Now that the verdict is final, Sameh continued, relatives of the four defendants have no remaining routes to appeal the sentence, except pleading for a presidential pardon.
The Cairo Criminal Court sentenced the four defendants to six years in prison in June 2021, while Adham’s peer, Hossam received the maximum possible sentence of ten years since she was tried in absentia. All of the defendants were fined LE200,000 each.
Adham was convicted of the human trafficking charges on the basis of the appearance of two minors in two of her videos, as well as the appearance of a number of children in another video, which called for donations to a charity-funded hospital, The Children’s Cancer Hospital Egypt 57357. Hossam, for her part, was charged for inviting other female users to join Likee in order to make profit by live streaming.
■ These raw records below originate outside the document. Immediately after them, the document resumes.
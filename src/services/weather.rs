//! Weather client (api.weatherapi.com) and message formatting.

use serde::Deserialize;

use crate::core::config;
use crate::core::error::{AppError, AppResult};

#[derive(Debug, Clone, Deserialize)]
pub struct WeatherResponse {
    pub location: Location,
    pub current: Current,
    pub forecast: Forecast,
}

#[derive(Debug, Clone, Deserialize)]
pub struct Location {
    pub name: String,
}

#[derive(Debug, Clone, Deserialize)]
pub struct Current {
    pub temp_c: f64,
    pub condition: Condition,
    pub wind_kph: f64,
    pub humidity: i64,
}

#[derive(Debug, Clone, Deserialize)]
pub struct Condition {
    pub text: String,
}

#[derive(Debug, Clone, Deserialize)]
pub struct Forecast {
    pub forecastday: Vec<ForecastDay>,
}

#[derive(Debug, Clone, Deserialize)]
pub struct ForecastDay {
    pub date: String,
    pub day: Day,
}

#[derive(Debug, Clone, Deserialize)]
pub struct Day {
    pub maxtemp_c: f64,
    pub mintemp_c: f64,
    pub condition: Condition,
}

/// Translates a weatherapi condition label to Russian. Unknown labels pass
/// through unchanged.
pub fn condition_ru(text: &str) -> &str {
    match text {
        "Sunny" => "Солнечно",
        "Clear" => "Ясно",
        "Partly cloudy" => "Переменная облачность",
        "Cloudy" => "Облачно",
        "Overcast" => "Пасмурно",
        "Mist" => "Туман",
        "Patchy rain possible" => "Возможен небольшой дождь",
        "Patchy snow possible" => "Возможен небольшой снег",
        "Patchy sleet possible" => "Возможен небольшой дождь со снегом",
        "Patchy freezing drizzle possible" => "Возможен небольшой ледяной дождь",
        "Thundery outbreaks possible" => "Возможны грозы",
        "Blowing snow" => "Метель",
        "Blizzard" => "Сильная метель",
        "Fog" => "Густой туман",
        "Freezing fog" => "Ледяной туман",
        "Light drizzle" => "Лёгкая морось",
        "Heavy rain" => "Сильный дождь",
        "Light rain" => "Лёгкий дождь",
        "Moderate rain" => "Умеренный дождь",
        "Heavy snow" => "Сильный снег",
        "Light snow" => "Лёгкий снег",
        "Moderate snow" => "Умеренный снег",
        "Light rain shower" => "Лёгкий ливень",
        "Moderate or heavy rain shower" => "Умеренный или сильный ливень",
        "Light snow showers" => "Лёгкие снежные осадки",
        "Moderate or heavy snow showers" => "Умеренные или сильные снежные осадки",
        "Ice pellets" => "Ледяные гранулы",
        "Rain" => "Дождь",
        "Snow" => "Снег",
        "Sleet" => "Дождь со снегом",
        "Patchy rain nearby" => "Небольшой дождь поблизости",
        other => other,
    }
}

/// Validates the city the user typed: non-empty, letters/spaces/hyphens only.
pub fn validate_city(city: &str) -> AppResult<&str> {
    let city = city.trim();
    if city.is_empty() {
        return Err(AppError::Validation(
            "Вы не ввели город. Пожалуйста, введите название города.".to_string(),
        ));
    }
    if !city.chars().all(|c| c.is_alphabetic() || c == ' ' || c == '-' || c == '—') {
        return Err(AppError::Validation(
            "Название города может содержать только буквы, пробелы или дефисы.".to_string(),
        ));
    }
    Ok(city)
}

/// Current conditions block.
pub fn format_current(weather: &WeatherResponse) -> String {
    let current = &weather.current;
    format!(
        "Погода в {} сейчас:\n\n\
         🌡️Температура - {}°C\n\n\
         🔅Состояние - {}\n\n\
         🪁Ветер - {} км/ч\n\n\
         🌧️Влажность - {}%",
        weather.location.name,
        current.temp_c,
        condition_ru(&current.condition.text),
        current.wind_kph,
        current.humidity
    )
}

/// Forecast block for the following days; `None` when the response carries
/// nothing beyond today (today is already covered by the current-conditions
/// message).
pub fn format_forecast(weather: &WeatherResponse) -> Option<String> {
    if weather.forecast.forecastday.len() <= 1 {
        return None;
    }
    let mut text = "Прогноз на следующие дни:\n".to_string();
    for day in weather.forecast.forecastday.iter().skip(1) {
        text.push_str(&format!(
            "🗓️{}:\n🌡️Температура -> {}°C - {}°C\n🔅Состояние -> {}\n\n",
            day.date,
            day.day.mintemp_c,
            day.day.maxtemp_c,
            condition_ru(&day.day.condition.text)
        ));
    }
    Some(text)
}

/// Client for the forecast endpoint.
pub struct WeatherClient {
    http: reqwest::Client,
    base_url: String,
    token: String,
}

impl WeatherClient {
    pub fn new(base_url: impl Into<String>, token: impl Into<String>) -> AppResult<Self> {
        let http = reqwest::Client::builder().timeout(config::network::timeout()).build()?;
        Ok(Self {
            http,
            base_url: base_url.into(),
            token: token.into(),
        })
    }

    pub fn from_env() -> AppResult<Self> {
        Self::new(config::api::WEATHER_API_BASE.clone(), config::WEATHER_TOKEN.clone())
    }

    /// 3-day forecast for a city.
    pub async fn fetch(&self, city: &str) -> AppResult<WeatherResponse> {
        let url = format!("{}/forecast.json", self.base_url);
        let response = self
            .http
            .get(&url)
            .query(&[("key", self.token.as_str()), ("q", city), ("days", "3"), ("aqi", "yes")])
            .send()
            .await?;

        if !response.status().is_success() {
            return Err(AppError::HttpStatus(response.status()));
        }

        Ok(response.json().await?)
    }
}

#[cfg(test)]
mod tests {
    use super::*;
    use pretty_assertions::assert_eq;

    fn sample() -> WeatherResponse {
        serde_json::from_str(
            r#"{
                "location": {"name": "Kyiv"},
                "current": {"temp_c": 21.5, "condition": {"text": "Sunny"}, "wind_kph": 12.0, "humidity": 40},
                "forecast": {"forecastday": [
                    {"date": "2024-05-01", "day": {"maxtemp_c": 23.0, "mintemp_c": 12.0, "condition": {"text": "Sunny"}}},
                    {"date": "2024-05-02", "day": {"maxtemp_c": 20.0, "mintemp_c": 11.0, "condition": {"text": "Light rain"}}},
                    {"date": "2024-05-03", "day": {"maxtemp_c": 18.0, "mintemp_c": 9.0, "condition": {"text": "Overcast"}}}
                ]}
            }"#,
        )
        .unwrap()
    }

    #[test]
    fn test_condition_translation() {
        assert_eq!(condition_ru("Sunny"), "Солнечно");
        assert_eq!(condition_ru("Blizzard"), "Сильная метель");
        // Unknown labels pass through so new upstream values stay readable.
        assert_eq!(condition_ru("Volcanic ash"), "Volcanic ash");
    }

    #[test]
    fn test_format_current() {
        let text = format_current(&sample());
        assert!(text.contains("Погода в Kyiv сейчас"));
        assert!(text.contains("21.5°C"));
        assert!(text.contains("Солнечно"));
        assert!(text.contains("40%"));
    }

    #[test]
    fn test_format_forecast_skips_today() {
        let text = format_forecast(&sample()).unwrap();
        assert!(!text.contains("2024-05-01"));
        assert!(text.contains("2024-05-02"));
        assert!(text.contains("2024-05-03"));
        assert!(text.contains("Лёгкий дождь"));
    }

    #[test]
    fn test_format_forecast_none_without_upcoming_days() {
        let mut weather = sample();
        weather.forecast.forecastday.truncate(1);
        assert_eq!(format_forecast(&weather), None);

        weather.forecast.forecastday.clear();
        assert_eq!(format_forecast(&weather), None);
    }

    #[test]
    fn test_validate_city() {
        assert_eq!(validate_city("  Kyiv ").unwrap(), "Kyiv");
        assert_eq!(validate_city("Кривий Ріг").unwrap(), "Кривий Ріг");
        assert!(validate_city("").is_err());
        assert!(validate_city("Kyiv3000").is_err());
    }
}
At the end of January, the Cassation Court’s prosecution recommended that the court accept the appeal against the criminal court’s sentences for the four defendants, asserting in a report, said Sameh, that there was no evidence that the crime of human trafficking had been committed in the process of creating the videos in question and that the appearance of minors in the videos does not constitute exploitation.
Hossam was acquitted in January 2021, and a two-year sentence was canceled for the four others, on charges of “infringing on family values and principles and spreading immorality through video clips on TikTok and Likee.” The four were still fined LE300,000.